(Saved entries)

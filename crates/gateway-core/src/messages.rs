//! Messages API request and response types.
//!
//! This is the typed view of what callers send to `POST /v1/messages`. The
//! gateway keeps the raw JSON body for translation and uses this view for
//! validation, classification and token estimation, so unknown fields are
//! tolerated rather than rejected.

use crate::error::GatewayError;
use crate::streaming::{StopReason, Usage};
use serde::{Deserialize, Serialize};
use std::borrow::Cow;

/// Inbound Messages request
#[derive(Debug, Clone, Serialize, Deserialize)]
pub struct MessagesRequest {
    /// Requested model (e.g., "claude-3-5-sonnet-20241022")
    pub model: String,

    /// Conversation turns
    pub messages: Vec<Message>,

    /// System prompt
    #[serde(default, skip_serializing_if = "Option::is_none")]
    pub system: Option<SystemPrompt>,

    /// Maximum tokens to generate
    #[serde(default, skip_serializing_if = "Option::is_none")]
    pub max_tokens: Option<u32>,

    /// Stream the response as server-sent events
    #[serde(default)]
    pub stream: bool,

    /// Sampling temperature
    #[serde(default, skip_serializing_if = "Option::is_none")]
    pub temperature: Option<f32>,

    /// Nucleus sampling parameter
    #[serde(default, skip_serializing_if = "Option::is_none")]
    pub top_p: Option<f32>,

    /// Top-k sampling parameter
    #[serde(default, skip_serializing_if = "Option::is_none")]
    pub top_k: Option<u32>,

    /// Custom stop sequences
    #[serde(default, skip_serializing_if = "Option::is_none")]
    pub stop_sequences: Option<Vec<String>>,

    /// Tool definitions
    #[serde(default, skip_serializing_if = "Option::is_none")]
    pub tools: Option<Vec<ToolDefinition>>,

    /// Tool choice, kept opaque
    #[serde(default, skip_serializing_if = "Option::is_none")]
    pub tool_choice: Option<serde_json::Value>,

    /// Extended thinking configuration
    #[serde(default, skip_serializing_if = "Option::is_none")]
    pub thinking: Option<ThinkingConfig>,

    /// Request metadata
    #[serde(default, skip_serializing_if = "Option::is_none")]
    pub metadata: Option<RequestMetadata>,
}

impl MessagesRequest {
    /// Create a new builder for `MessagesRequest`
    #[must_use]
    pub fn builder() -> MessagesRequestBuilder {
        MessagesRequestBuilder::default()
    }

    /// Parse the typed view out of a raw JSON body
    ///
    /// # Errors
    /// Returns a transform error if required fields are missing or ill-typed
    pub fn from_value(body: &serde_json::Value) -> Result<Self, GatewayError> {
        if !body.is_object() {
            return Err(GatewayError::transform("request body must be a JSON object", None));
        }
        match body.get("model") {
            Some(serde_json::Value::String(_)) => {}
            Some(_) => return Err(GatewayError::transform("model must be a string", Some("model"))),
            None => return Err(GatewayError::transform("model is required", Some("model"))),
        }
        match body.get("messages") {
            Some(serde_json::Value::Array(_)) => {}
            Some(_) => {
                return Err(GatewayError::transform("messages must be an array", Some("messages")))
            }
            None => return Err(GatewayError::transform("messages is required", Some("messages"))),
        }

        let request: Self = serde_json::from_value(body.clone())?;
        request.validate()?;
        Ok(request)
    }

    /// Validate the request
    ///
    /// # Errors
    /// Returns error if any field is invalid
    pub fn validate(&self) -> Result<(), GatewayError> {
        if self.model.trim().is_empty() {
            return Err(GatewayError::transform("model cannot be empty", Some("model")));
        }

        if self.messages.is_empty() {
            return Err(GatewayError::transform("messages cannot be empty", Some("messages")));
        }

        if let Some(max_tokens) = self.max_tokens {
            if max_tokens == 0 {
                return Err(GatewayError::transform(
                    "max_tokens must be greater than 0",
                    Some("max_tokens"),
                ));
            }
        }

        Ok(())
    }

    /// Whether extended thinking was requested
    #[must_use]
    pub fn thinking_enabled(&self) -> bool {
        self.thinking.as_ref().is_some_and(ThinkingConfig::is_enabled)
    }

    /// Text segments that count towards the prompt size.
    ///
    /// Covers the system prompt, message text, tool inputs and results, and
    /// tool definitions.
    #[must_use]
    pub fn text_segments(&self) -> Vec<Cow<'_, str>> {
        let mut segments = Vec::new();

        match &self.system {
            Some(SystemPrompt::Text(text)) => segments.push(Cow::Borrowed(text.as_str())),
            Some(SystemPrompt::Blocks(blocks)) => {
                segments.extend(blocks.iter().map(|b| Cow::Borrowed(b.text.as_str())));
            }
            None => {}
        }

        for message in &self.messages {
            match &message.content {
                MessageContent::Text(text) => segments.push(Cow::Borrowed(text.as_str())),
                MessageContent::Blocks(blocks) => {
                    for block in blocks {
                        block.collect_segments(&mut segments);
                    }
                }
            }
        }

        for tool in self.tools.iter().flatten() {
            segments.push(Cow::Borrowed(tool.name.as_str()));
            if let Some(description) = &tool.description {
                segments.push(Cow::Borrowed(description.as_str()));
            }
            if let Some(schema) = &tool.input_schema {
                segments.push(Cow::Owned(schema.to_string()));
            }
        }

        segments
    }
}

/// Builder for `MessagesRequest`
#[derive(Debug, Default)]
pub struct MessagesRequestBuilder {
    model: Option<String>,
    messages: Vec<Message>,
    system: Option<SystemPrompt>,
    max_tokens: Option<u32>,
    stream: bool,
    tools: Option<Vec<ToolDefinition>>,
    thinking: Option<ThinkingConfig>,
    metadata: Option<RequestMetadata>,
}

impl MessagesRequestBuilder {
    /// Set the model
    #[must_use]
    pub fn model(mut self, model: impl Into<String>) -> Self {
        self.model = Some(model.into());
        self
    }

    /// Add a message
    #[must_use]
    pub fn message(mut self, message: Message) -> Self {
        self.messages.push(message);
        self
    }

    /// Set the system prompt
    #[must_use]
    pub fn system(mut self, system: impl Into<String>) -> Self {
        self.system = Some(SystemPrompt::Text(system.into()));
        self
    }

    /// Set max_tokens
    #[must_use]
    pub fn max_tokens(mut self, max_tokens: u32) -> Self {
        self.max_tokens = Some(max_tokens);
        self
    }

    /// Enable streaming
    #[must_use]
    pub fn stream(mut self, stream: bool) -> Self {
        self.stream = stream;
        self
    }

    /// Add a tool definition
    #[must_use]
    pub fn tool(mut self, tool: ToolDefinition) -> Self {
        self.tools.get_or_insert_with(Vec::new).push(tool);
        self
    }

    /// Enable extended thinking with the given budget
    #[must_use]
    pub fn thinking(mut self, budget_tokens: u32) -> Self {
        self.thinking = Some(ThinkingConfig {
            kind: "enabled".to_string(),
            budget_tokens: Some(budget_tokens),
        });
        self
    }

    /// Set metadata
    #[must_use]
    pub fn metadata(mut self, metadata: RequestMetadata) -> Self {
        self.metadata = Some(metadata);
        self
    }

    /// Build the request
    ///
    /// # Errors
    /// Returns error if required fields are missing
    pub fn build(self) -> Result<MessagesRequest, GatewayError> {
        let model = self
            .model
            .ok_or_else(|| GatewayError::transform("model is required", Some("model")))?;

        let request = MessagesRequest {
            model,
            messages: self.messages,
            system: self.system,
            max_tokens: self.max_tokens,
            stream: self.stream,
            temperature: None,
            top_p: None,
            top_k: None,
            stop_sequences: None,
            tools: self.tools,
            tool_choice: None,
            thinking: self.thinking,
            metadata: self.metadata,
        };

        request.validate()?;

        Ok(request)
    }
}

/// A conversation turn
#[derive(Debug, Clone, Serialize, Deserialize)]
pub struct Message {
    /// Author role
    pub role: Role,

    /// String shorthand or content blocks
    pub content: MessageContent,
}
//! Prompt token estimation.

use gateway_core::MessagesRequest;
use tiktoken_rs::CoreBPE;

/// Prompt text size above which counting belongs on a blocking thread
pub const BLOCKING_TEXT_BYTES: usize = 64 * 1024;

/// Counts tokens with the `cl100k_base` encoding
#[derive(Clone, Copy)]
pub struct TokenCounter {
    bpe: &'static CoreBPE,
}

impl std::fmt::Debug for TokenCounter {
    fn fmt(&self, f: &mut std::fmt::Formatter<'_>) -> std::fmt::Result {
        f.debug_struct("TokenCounter")
            .field("encoding", &"cl100k_base")
            .finish()
    }
}

impl Default for TokenCounter {
    fn default() -> Self {
        Self::new()
    }
}

impl TokenCounter {
    /// Create a counter; the encoding is loaded on first use
    #[must_use]
    pub fn new() -> Self {
        Self {
            bpe: tiktoken_rs::cl100k_base_singleton(),
        }
    }

    /// Load the encoding ahead of the first request (takes a few hundred ms)
    pub fn preload() {
        let _ = tiktoken_rs::cl100k_base_singleton();
    }

    /// Tokens in `text`
    #[must_use]
    pub fn count(&self, text: &str) -> usize {
        if text.is_empty() {
            return 0;
        }
        self.bpe.encode_with_special_tokens(text).len()
    }

    /// Bytes of text the tokenizer would see for `request`
    #[must_use]
    pub fn text_bytes(request: &MessagesRequest) -> usize {
        request.text_segments().iter().map(|segment| segment.len()).sum()
    }

    /// Whether counting `request` is heavy enough to move off the async
    /// workers
    #[must_use]
    pub fn is_heavy(request: &MessagesRequest) -> bool {
        Self::text_bytes(request) >= BLOCKING_TEXT_BYTES
    }

    /// Prompt tokens of a request: system prompt, message text, tool inputs
    /// and results, and tool definitions
    #[must_use]
    pub fn count_request(&self, request: &MessagesRequest) -> usize {
        request
            .text_segments()
            .iter()
            .map(|segment| self.count(segment))
            .sum()
    }
}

-- Task description --
Find each line above that contains "bool", and copy those lines.

-- Output for this exercise --
    pub stream: bool,
    pub fn thinking_enabled(&self) -> bool {
    stream: bool,
    pub fn stream(mut self, stream: bool) -> Self {
    pub fn is_heavy(request: &MessagesRequest) -> bool {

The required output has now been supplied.